*What to produce:* Examine each line of the data. Copy the line if it includes the word "match".

==== Records for the exercise ====

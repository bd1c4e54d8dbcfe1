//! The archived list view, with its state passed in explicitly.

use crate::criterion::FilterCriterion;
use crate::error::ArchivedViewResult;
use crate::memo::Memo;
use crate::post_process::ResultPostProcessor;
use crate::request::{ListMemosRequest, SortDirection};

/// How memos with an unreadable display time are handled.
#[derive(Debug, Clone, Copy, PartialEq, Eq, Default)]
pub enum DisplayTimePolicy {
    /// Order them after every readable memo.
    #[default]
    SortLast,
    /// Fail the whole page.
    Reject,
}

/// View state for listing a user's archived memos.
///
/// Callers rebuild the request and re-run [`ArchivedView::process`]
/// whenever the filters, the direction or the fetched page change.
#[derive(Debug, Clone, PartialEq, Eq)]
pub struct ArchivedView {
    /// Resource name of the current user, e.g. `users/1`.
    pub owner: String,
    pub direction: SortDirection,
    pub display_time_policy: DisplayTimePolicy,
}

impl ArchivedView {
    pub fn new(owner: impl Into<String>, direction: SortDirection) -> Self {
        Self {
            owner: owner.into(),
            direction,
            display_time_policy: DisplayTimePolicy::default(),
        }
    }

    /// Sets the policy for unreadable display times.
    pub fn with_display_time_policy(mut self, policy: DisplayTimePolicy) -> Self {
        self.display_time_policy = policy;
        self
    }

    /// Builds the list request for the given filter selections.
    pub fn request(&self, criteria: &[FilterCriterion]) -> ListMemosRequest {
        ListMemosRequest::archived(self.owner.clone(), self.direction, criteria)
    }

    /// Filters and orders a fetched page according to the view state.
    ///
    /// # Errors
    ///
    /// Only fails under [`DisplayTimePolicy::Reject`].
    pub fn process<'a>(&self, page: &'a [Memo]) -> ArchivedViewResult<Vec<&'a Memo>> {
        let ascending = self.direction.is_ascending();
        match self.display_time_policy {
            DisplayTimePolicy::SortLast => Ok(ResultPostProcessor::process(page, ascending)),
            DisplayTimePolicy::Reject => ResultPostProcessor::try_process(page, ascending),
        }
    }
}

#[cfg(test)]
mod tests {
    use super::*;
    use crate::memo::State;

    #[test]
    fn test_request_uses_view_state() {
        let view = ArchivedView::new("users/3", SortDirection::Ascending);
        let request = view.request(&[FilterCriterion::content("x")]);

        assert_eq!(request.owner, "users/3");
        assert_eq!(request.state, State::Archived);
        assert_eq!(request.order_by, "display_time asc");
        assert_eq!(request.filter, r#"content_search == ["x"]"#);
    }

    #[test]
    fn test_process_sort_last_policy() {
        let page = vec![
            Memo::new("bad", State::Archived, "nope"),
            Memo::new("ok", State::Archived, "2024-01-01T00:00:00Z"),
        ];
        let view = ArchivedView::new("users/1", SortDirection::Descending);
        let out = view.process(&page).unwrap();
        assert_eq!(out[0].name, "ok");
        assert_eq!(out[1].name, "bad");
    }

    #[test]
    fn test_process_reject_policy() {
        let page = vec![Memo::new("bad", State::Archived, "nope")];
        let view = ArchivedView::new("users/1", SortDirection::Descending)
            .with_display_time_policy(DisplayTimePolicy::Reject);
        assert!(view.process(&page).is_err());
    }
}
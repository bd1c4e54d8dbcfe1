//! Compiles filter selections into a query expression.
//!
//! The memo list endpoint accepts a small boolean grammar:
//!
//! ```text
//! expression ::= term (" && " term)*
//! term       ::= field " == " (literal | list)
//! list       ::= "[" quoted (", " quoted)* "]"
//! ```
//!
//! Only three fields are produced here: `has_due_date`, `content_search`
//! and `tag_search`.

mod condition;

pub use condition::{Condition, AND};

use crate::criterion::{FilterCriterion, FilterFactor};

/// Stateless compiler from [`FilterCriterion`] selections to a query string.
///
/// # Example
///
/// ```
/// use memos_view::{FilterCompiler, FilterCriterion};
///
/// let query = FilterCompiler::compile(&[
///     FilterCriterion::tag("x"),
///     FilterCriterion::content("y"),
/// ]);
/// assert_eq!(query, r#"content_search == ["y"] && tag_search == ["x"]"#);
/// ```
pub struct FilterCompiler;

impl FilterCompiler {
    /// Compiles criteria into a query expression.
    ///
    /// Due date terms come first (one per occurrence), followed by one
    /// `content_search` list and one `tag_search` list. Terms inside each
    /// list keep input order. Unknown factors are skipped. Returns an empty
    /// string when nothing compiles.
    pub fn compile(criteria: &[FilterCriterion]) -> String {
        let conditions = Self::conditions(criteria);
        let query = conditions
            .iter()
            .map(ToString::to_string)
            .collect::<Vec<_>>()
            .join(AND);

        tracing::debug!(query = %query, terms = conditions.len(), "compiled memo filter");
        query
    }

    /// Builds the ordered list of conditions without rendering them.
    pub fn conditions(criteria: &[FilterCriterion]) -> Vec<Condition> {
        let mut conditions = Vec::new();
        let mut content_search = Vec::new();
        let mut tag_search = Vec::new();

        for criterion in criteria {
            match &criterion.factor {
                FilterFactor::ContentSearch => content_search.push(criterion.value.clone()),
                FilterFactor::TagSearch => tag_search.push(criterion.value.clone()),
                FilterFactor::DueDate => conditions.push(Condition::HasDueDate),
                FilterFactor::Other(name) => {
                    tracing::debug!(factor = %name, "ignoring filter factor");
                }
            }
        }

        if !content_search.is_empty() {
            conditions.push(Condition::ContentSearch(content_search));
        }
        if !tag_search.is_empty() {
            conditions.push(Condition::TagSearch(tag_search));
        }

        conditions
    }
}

====
==== Records for the exercise ====

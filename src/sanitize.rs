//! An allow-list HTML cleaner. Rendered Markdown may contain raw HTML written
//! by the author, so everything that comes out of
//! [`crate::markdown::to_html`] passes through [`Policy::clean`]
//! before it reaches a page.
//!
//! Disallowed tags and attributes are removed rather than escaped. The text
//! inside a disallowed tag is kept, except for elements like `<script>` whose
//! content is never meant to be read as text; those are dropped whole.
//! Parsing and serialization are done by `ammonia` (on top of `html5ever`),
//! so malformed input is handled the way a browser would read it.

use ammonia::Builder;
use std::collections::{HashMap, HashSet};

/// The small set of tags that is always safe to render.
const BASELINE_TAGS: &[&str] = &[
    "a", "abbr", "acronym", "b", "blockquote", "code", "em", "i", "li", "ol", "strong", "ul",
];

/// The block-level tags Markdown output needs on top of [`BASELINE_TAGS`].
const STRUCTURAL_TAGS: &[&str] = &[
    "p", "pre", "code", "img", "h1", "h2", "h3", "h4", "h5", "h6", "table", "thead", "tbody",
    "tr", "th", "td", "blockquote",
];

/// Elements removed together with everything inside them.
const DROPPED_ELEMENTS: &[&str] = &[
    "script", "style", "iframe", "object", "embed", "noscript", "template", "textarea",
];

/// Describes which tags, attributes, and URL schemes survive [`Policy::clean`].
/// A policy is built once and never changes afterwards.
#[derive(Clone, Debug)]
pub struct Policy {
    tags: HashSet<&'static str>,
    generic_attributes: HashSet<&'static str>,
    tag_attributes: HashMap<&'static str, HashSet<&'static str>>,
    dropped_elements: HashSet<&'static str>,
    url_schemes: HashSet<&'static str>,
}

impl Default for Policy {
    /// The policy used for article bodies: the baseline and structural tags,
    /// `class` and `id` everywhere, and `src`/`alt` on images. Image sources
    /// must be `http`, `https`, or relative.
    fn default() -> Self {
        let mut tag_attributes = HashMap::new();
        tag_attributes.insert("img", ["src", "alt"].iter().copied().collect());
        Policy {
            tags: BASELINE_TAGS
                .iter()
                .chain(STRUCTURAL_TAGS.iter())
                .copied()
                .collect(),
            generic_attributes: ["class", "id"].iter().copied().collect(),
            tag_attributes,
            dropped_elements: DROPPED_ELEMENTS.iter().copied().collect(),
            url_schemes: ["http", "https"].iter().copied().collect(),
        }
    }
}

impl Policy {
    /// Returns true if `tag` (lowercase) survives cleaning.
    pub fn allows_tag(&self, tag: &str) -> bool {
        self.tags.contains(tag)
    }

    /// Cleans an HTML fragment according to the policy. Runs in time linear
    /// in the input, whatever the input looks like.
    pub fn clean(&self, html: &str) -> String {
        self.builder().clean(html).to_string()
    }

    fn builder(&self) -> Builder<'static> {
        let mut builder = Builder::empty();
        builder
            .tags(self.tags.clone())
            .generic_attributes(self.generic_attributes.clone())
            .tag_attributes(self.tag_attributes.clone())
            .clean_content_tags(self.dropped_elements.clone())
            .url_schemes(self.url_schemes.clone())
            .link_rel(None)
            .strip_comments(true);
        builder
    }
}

====

*Written answer:*
        match self.display_time_policy {
            match &criterion.factor {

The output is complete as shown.